Primary Focus: Obliques.

Pull Ups & Chin Ups
If you are unsure of what the difference between a pull up and a chin up is, don’t worry I will explain. A chin up is when you have an underhand grip with your palms facing towards you whereas, a pull up is when you have an overhand grip with your palms facing away from you.

You will often find that many pull up bars have handles which a designed for both pull ups and chin ups.
Primary Focus: Lats & Biceps

Power
The best way to think about power is that it sits between speed and strength. With many people referring to it as the explosiveness of a shot! The idea is that the more we increase our strength, the more we will begin to build up power for our shots.

In a similar way to the strength section above, the main exercises in this section are for the lower and upper body. I am extremely positive in the fact that if you increase your power output, you will see a high clubhead speed when striking the ball. When you do start to train for power, it is important to remember that you express out as much force as you can during these specific power exercises. Almost imagine that you are trying to break through a solid wall.

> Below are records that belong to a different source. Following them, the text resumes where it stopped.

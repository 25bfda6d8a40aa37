//! Section detail pages: title, meeting times, and the seats-by-program table.
//!
//! Nothing in here fails. A page that does not look like we expect yields
//! blank strings, zero counts, or no seat rows.

use std::sync::LazyLock;

use regex::Regex;
use scraper::{ElementRef, Html, Selector};
use tracing::debug;

use crate::models::{
    department_of, is_all_departments, program_name_for_code, ProgramPolicy, SectionRecord,
    SCHEDULE_NOT_INFORMED,
};

static H1: LazyLock<Selector> = LazyLock::new(|| Selector::parse("h1").unwrap());
static H2: LazyLock<Selector> = LazyLock::new(|| Selector::parse("h2").unwrap());
static TITLE: LazyLock<Selector> = LazyLock::new(|| Selector::parse("title").unwrap());
static TABLE: LazyLock<Selector> = LazyLock::new(|| Selector::parse("table").unwrap());
static ROW: LazyLock<Selector> = LazyLock::new(|| Selector::parse("tr").unwrap());
static DATA_CELL: LazyLock<Selector> = LazyLock::new(|| Selector::parse("td").unwrap());
static ANY_CELL: LazyLock<Selector> = LazyLock::new(|| Selector::parse("th, td").unwrap());
static HEADING_OR_TABLE: LazyLock<Selector> = LazyLock::new(|| {
    Selector::parse(
        "h1, h2, h3, h4, h5, h6, strong, b, legend, caption, .panel-heading, .card-header, table",
    )
    .unwrap()
});

const CODE: &str = r"[A-Z]{3}\d{4,6}";

static TITLE_LABEL_FIRST: LazyLock<Regex> = LazyLock::new(|| {
    Regex::new(&format!(
        r"^(?i:turma)\s+(?P<label>\S+)\s+(?i:de)\s+(?P<code>{CODE})\s*[-–]\s*(?P<name>.+)$"
    ))
    .unwrap()
});
static TITLE_LABEL_LAST: LazyLock<Regex> = LazyLock::new(|| {
    Regex::new(&format!(
        r"^(?P<code>{CODE})\s*[-–]\s*(?P<name>.+?)\s*[-–]\s*(?i:turma)\s+(?P<label>\S+)$"
    ))
    .unwrap()
});
static TITLE_LABEL_PAREN: LazyLock<Regex> = LazyLock::new(|| {
    Regex::new(&format!(
        r"^(?P<code>{CODE})\s*[-–]?\s*(?P<name>.+?)\s*\((?i:turma)\s+(?P<label>[^)\s]+)\)$"
    ))
    .unwrap()
});
static CODE_TOKEN: LazyLock<Regex> =
    LazyLock::new(|| Regex::new(&format!(r"\b({CODE})\b")).unwrap());
static TURMA_TOKEN: LazyLock<Regex> =
    LazyLock::new(|| Regex::new(r"(?i)\bturma\s+([A-Za-z0-9]+)").unwrap());

static PROGRAM_EXACT: LazyLock<Regex> =
    LazyLock::new(|| Regex::new(r"^(\d{3})\s*-\s*(.+)$").unwrap());
static PROGRAM_CODE_TOKEN: LazyLock<Regex> = LazyLock::new(|| Regex::new(r"\b(\d{3})\b").unwrap());
static INTEGER: LazyLock<Regex> = LazyLock::new(|| Regex::new(r"[0-9]+").unwrap());

const WEEKDAYS: &[(&str, &str)] = &[
    ("segunda", "Seg"),
    ("terça", "Ter"),
    ("terca", "Ter"),
    ("quarta", "Qua"),
    ("quinta", "Qui"),
    ("sexta", "Sex"),
    ("sábado", "Sáb"),
    ("sabado", "Sáb"),
    ("domingo", "Dom"),
];

#[derive(Debug, Clone, Default, PartialEq, Eq)]
pub struct TitleParts {
    pub section_label: String,
    pub discipline_code: String,
    pub discipline_name: String,
}

#[derive(Debug, Clone, Default, PartialEq, Eq)]
pub struct SectionInfo {
    pub discipline_code: String,
    pub discipline_name: String,
    pub section_label: String,
    pub department: String,
    pub shift: String,
    pub schedule: String,
}

/// One decoded line of the seats-by-program table.
#[derive(Debug, Clone, Default, PartialEq, Eq)]
pub struct SeatRow {
    pub program_code: String,
    pub program_label: String,
    pub regular_seats: u32,
    pub entrance_exam_seats: u32,
    pub regular_enrolled: u32,
    pub entrance_exam_enrolled: u32,
    pub overflow_count: u32,
    pub candidate_count: u32,
}

#[derive(Debug, Clone, Default)]
pub struct DetailPage {
    pub section: SectionInfo,
    pub seat_rows: Vec<SeatRow>,
}

/// Caller-side facts a detail page's records are stamped with.
pub struct RecordContext<'a> {
    pub period: &'a str,
    pub source_program: &'a str,
    pub requested_department: Option<&'a str>,
    pub policy: &'a ProgramPolicy,
    pub detail_url: &'a str,
}

pub fn parse_detail_page(html: &str) -> DetailPage {
    let document = Html::parse_document(html);

    let heading = primary_heading(&document).unwrap_or_default();
    let title = parse_title(&heading);
    if title.discipline_code.is_empty() {
        debug!(heading = %heading, "no discipline code in heading");
    }

    let section = SectionInfo {
        department: department_of(&title.discipline_code),
        discipline_code: title.discipline_code,
        discipline_name: title.discipline_name,
        section_label: title.section_label,
        shift: extract_shift(&document).unwrap_or_default(),
        schedule: extract_schedule(&document),
    };

    DetailPage {
        section,
        seat_rows: extract_seat_rows(&document),
    }
}

fn primary_heading(document: &Html) -> Option<String> {
    [&*H1, &*H2, &*TITLE].into_iter().find_map(|selector| {
        document
            .select(selector)
            .map(|el| collapse_whitespace(&el.text().collect::<String>()))
            .find(|text| !text.is_empty())
    })
}

/// Splits a heading into section label, discipline code, and discipline name.
pub fn parse_title(heading: &str) -> TitleParts {
    let heading = collapse_whitespace(heading);
    [&*TITLE_LABEL_FIRST, &*TITLE_LABEL_LAST, &*TITLE_LABEL_PAREN]
        .into_iter()
        .find_map(|pattern| title_from_pattern(pattern, &heading))
        .unwrap_or_else(|| title_from_separators(&heading))
}

fn title_from_pattern(pattern: &Regex, heading: &str) -> Option<TitleParts> {
    let caps = pattern.captures(heading)?;
    Some(TitleParts {
        section_label: caps["label"].trim().to_string(),
        discipline_code: caps["code"].to_string(),
        discipline_name: caps["name"].trim().to_string(),
    })
}

fn title_from_separators(heading: &str) -> TitleParts {
    let section_label = TURMA_TOKEN
        .captures(heading)
        .map(|caps| caps[1].to_string())
        .unwrap_or_default();

    let parts: Vec<&str> = heading
        .split(" - ")
        .map(str::trim)
        .filter(|part| !part.is_empty())
        .collect();

    let mut discipline_code = String::new();
    let mut discipline_name = String::new();

    if let Some((index, code)) = parts
        .iter()
        .enumerate()
        .find_map(|(i, part)| CODE_TOKEN.captures(part).map(|caps| (i, caps[1].to_string())))
    {
        let rest_of_part = parts[index]
            .split_once(code.as_str())
            .map(|(_, rest)| rest.trim())
            .unwrap_or("");
        discipline_name = if !rest_of_part.is_empty() && !TURMA_TOKEN.is_match(rest_of_part) {
            rest_of_part.to_string()
        } else {
            parts[index + 1..]
                .iter()
                .find(|part| !TURMA_TOKEN.is_match(part))
                .map(|part| part.to_string())
                .unwrap_or_default()
        };
        discipline_code = code;
    } else if let Some(name) = parts.iter().find(|part| !TURMA_TOKEN.is_match(part)) {
        discipline_name = name.to_string();
    }

    TitleParts {
        section_label,
        discipline_code,
        discipline_name,
    }
}

/// Reads "Turno: X" from the page text, whether X shares the text node or follows it.
fn extract_shift(document: &Html) -> Option<String> {
    let pieces: Vec<&str> = document
        .root_element()
        .text()
        .map(str::trim)
        .filter(|piece| !piece.is_empty())
        .collect();

    let index = pieces
        .iter()
        .position(|piece| piece.to_lowercase().starts_with("turno"))?;
    let inline = pieces[index]
        .split_once(':')
        .map(|(_, value)| value.trim())
        .unwrap_or("");
    let value = if inline.is_empty() {
        pieces.get(index + 1).copied().unwrap_or("")
    } else {
        inline
    };
    let value = value.trim_start_matches(':').trim();
    (!value.is_empty()).then(|| collapse_whitespace(value))
}

fn weekday_abbreviation(header: &str) -> Option<&'static str> {
    let header = header.trim().to_lowercase();
    WEEKDAYS
        .iter()
        .find(|(name, _)| header.starts_with(name))
        .map(|(_, abbr)| *abbr)
}

/// Summarizes the weekday/time-slot table as "Seg 08:00-10:00; Qua 08:00-10:00".
pub fn extract_schedule(document: &Html) -> String {
    for table in document.select(&TABLE) {
        let mut rows = table.select(&ROW);
        let Some(header) = rows.next() else {
            continue;
        };
        let days: Vec<Option<&'static str>> = header
            .select(&ANY_CELL)
            .map(|cell| weekday_abbreviation(&cell.text().collect::<String>()))
            .collect();
        if days.iter().all(Option::is_none) {
            continue;
        }

        let mut slots = Vec::new();
        for row in rows {
            for (cell, day) in row.select(&ANY_CELL).zip(days.iter()) {
                let Some(day) = day else { continue };
                let text = collapse_whitespace(&cell.text().collect::<String>());
                if text.chars().any(|c| c.is_ascii_digit()) {
                    slots.push(format!("{} {}", day, text));
                }
            }
        }
        if !slots.is_empty() {
            return slots.join("; ");
        }
    }
    SCHEDULE_NOT_INFORMED.to_string()
}

type TableLocator = for<'a> fn(&'a Html) -> Option<ElementRef<'a>>;

/// Seat-table locators, most specific first.
const SEAT_TABLE_LOCATORS: [TableLocator; 2] = [seat_table_after_heading, seat_table_by_content];

pub fn extract_seat_rows(document: &Html) -> Vec<SeatRow> {
    let Some(table) = SEAT_TABLE_LOCATORS
        .iter()
        .find_map(|locate| locate(document))
    else {
        debug!("no seat table found");
        return Vec::new();
    };

    table
        .select(&ROW)
        .filter_map(|row| {
            let cells: Vec<String> = row
                .select(&DATA_CELL)
                .map(|cell| collapse_whitespace(&cell.text().collect::<String>()))
                .collect();
            if cells.len() < 4 {
                return None;
            }
            decode_seat_row(&cells)
        })
        .collect()
}

/// First table after a heading mentioning allocated seats ("vagas alocadas").
fn seat_table_after_heading(document: &Html) -> Option<ElementRef<'_>> {
    let mut armed = false;
    for element in document.select(&HEADING_OR_TABLE) {
        let is_table = element.value().name() == "table";
        if is_table && armed {
            return Some(element);
        }
        if is_table {
            continue;
        }

        let text = element.text().collect::<String>().to_lowercase();
        if text.contains("vagas") && text.contains("alocad") {
            if element.value().name() == "caption" {
                if let Some(table) = element.parent().and_then(ElementRef::wrap) {
                    return Some(table);
                }
            }
            armed = true;
        }
    }
    None
}

/// Innermost table whose text talks about seats and a regular or exam track.
fn seat_table_by_content(document: &Html) -> Option<ElementRef<'_>> {
    document.select(&TABLE).find(|table| {
        if has_nested_table(*table) {
            return false;
        }
        let text = table.text().collect::<String>().to_lowercase();
        text.contains("vagas") && (text.contains("reg") || text.contains("vestibular"))
    })
}

fn has_nested_table(table: ElementRef) -> bool {
    table
        .descendants()
        .skip(1)
        .filter_map(ElementRef::wrap)
        .any(|el| el.value().name() == "table")
}

/// Decodes one table row; `None` when the row does not carry seat figures.
pub fn decode_seat_row(cells: &[String]) -> Option<SeatRow> {
    let (first, rest) = cells.split_first()?;
    let (program_code, program_label) = decode_program(first)?;

    let numbers: Vec<u32> = rest
        .iter()
        .flat_map(|cell| INTEGER.find_iter(cell))
        // ASCII digits only, so a parse error means the value is too large
        .map(|m| m.as_str().parse::<u32>().unwrap_or(u32::MAX))
        .collect();
    if numbers.len() < 4 {
        return None;
    }

    Some(SeatRow {
        program_code,
        program_label,
        regular_seats: numbers[0],
        entrance_exam_seats: numbers[1],
        regular_enrolled: numbers[2],
        entrance_exam_enrolled: numbers[3],
        overflow_count: numbers.get(4).copied().unwrap_or(0),
        candidate_count: numbers.get(5).copied().unwrap_or(0),
    })
}

/// Returns (3-digit code, "code - name") for a program cell.
pub fn decode_program(cell: &str) -> Option<(String, String)> {
    let cell = collapse_whitespace(cell);
    if let Some(caps) = PROGRAM_EXACT.captures(&cell) {
        let code = caps[1].to_string();
        let label = format!("{} - {}", code, caps[2].trim());
        return Some((code, label));
    }

    let token = PROGRAM_CODE_TOKEN.find(&cell)?;
    let code = token.as_str().to_string();
    let trim = |text: &str| {
        text.trim_matches(|c: char| c.is_whitespace() || c == '-' || c == '–')
            .to_string()
    };
    let after = trim(&cell[token.end()..]);
    let before = trim(&cell[..token.start()]);
    let name = if !after.is_empty() {
        after
    } else if !before.is_empty() {
        before
    } else {
        program_name_for_code(&code)
            .map(str::to_string)
            .unwrap_or_else(|| format!("Program {}", code))
    };
    Some((code.clone(), format!("{} - {}", code, name)))
}

/// Turns a parsed detail page into output records for one search context.
pub fn build_records(page: &DetailPage, ctx: &RecordContext) -> Vec<SectionRecord> {
    let section = &page.section;

    if let Some(wanted) = ctx.requested_department {
        if !is_all_departments(wanted) && !section.department.eq_ignore_ascii_case(wanted.trim()) {
            debug!(
                url = %ctx.detail_url,
                department = %section.department,
                wanted = %wanted,
                "section outside requested department"
            );
            return Vec::new();
        }
    }

    let base = SectionRecord {
        period: ctx.period.to_string(),
        department: section.department.clone(),
        discipline_code: section.discipline_code.clone(),
        discipline_name: section.discipline_name.clone(),
        section_label: section.section_label.clone(),
        shift: section.shift.clone(),
        schedule: section.schedule.clone(),
        source_program: ctx.source_program.to_string(),
        detail_url: ctx.detail_url.to_string(),
        ..Default::default()
    };

    if page.seat_rows.is_empty() {
        if ctx.policy.is_restricted() {
            return Vec::new();
        }
        let mut placeholder = SectionRecord {
            program_label: ctx.source_program.to_string(),
            ..base
        };
        placeholder.recompute_derived();
        return vec![placeholder];
    }

    page.seat_rows
        .iter()
        .filter(|row| ctx.policy.includes(&row.program_code))
        .map(|row| {
            let mut record = SectionRecord {
                program_label: row.program_label.clone(),
                regular_seats: row.regular_seats,
                entrance_exam_seats: row.entrance_exam_seats,
                regular_enrolled: row.regular_enrolled,
                entrance_exam_enrolled: row.entrance_exam_enrolled,
                overflow_count: row.overflow_count,
                candidate_count: row.candidate_count,
                ..base.clone()
            };
            record.recompute_derived();
            record.backfill_overflow();
            record
        })
        .collect()
}

fn collapse_whitespace(text: &str) -> String {
    text.split_whitespace().collect::<Vec<_>>().join(" ")
}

Ideally you should complete 3-5 sets of 3-5 reps on each side, ensuring that you put in the maximum amount of explosiveness!

Alternate Lateral Jump
A great way to develop your lower body power is through a lateral fashion. This can be extremely beneficial to improving how your feet interact with the ground whilst you are in your swinging action. Although you won’t be able to see with the naked eye the amount of pressure the clubhead speed players apply into the ground with their feet. But I promise you that it does make such a huge difference!
Primary Focus: Lower Body Power 

Rotational Medicine Ball Throw
If you’d like to increase your clubhead speed, then this is definitely the exercise for you. It works great to improve your ground force and help us develop those muscles we need to get the rotational power into our swing. Doing these exercises alongside the general strength program is a great way to get power into our golf swing.
Primary Focus: Rotational Power 

Single Arm Medicine Ball Chest Throw W/ Rotation
Many golfers don’t give the time of day to upper body strength and power, with them only really caring about their core. Well the upper body contributes a lot of power when it comes to your golf swing. This is why I love this exercise so much, It helps to enhance your body’s ability to work as a single unit, helping you to achieve a much stronger and powerful result.
Primary Focus: Upper Body Power

These Exercises Are A Great Breakthrough, But…
The exercises I have gone through in this post are just the beginning and there is so much more you could do to work on your golf fitness. Both for your overall performance and longevity. Whether you’re a beginner or a professional golfer, these exercises will start you on the track to supreme golf fitness.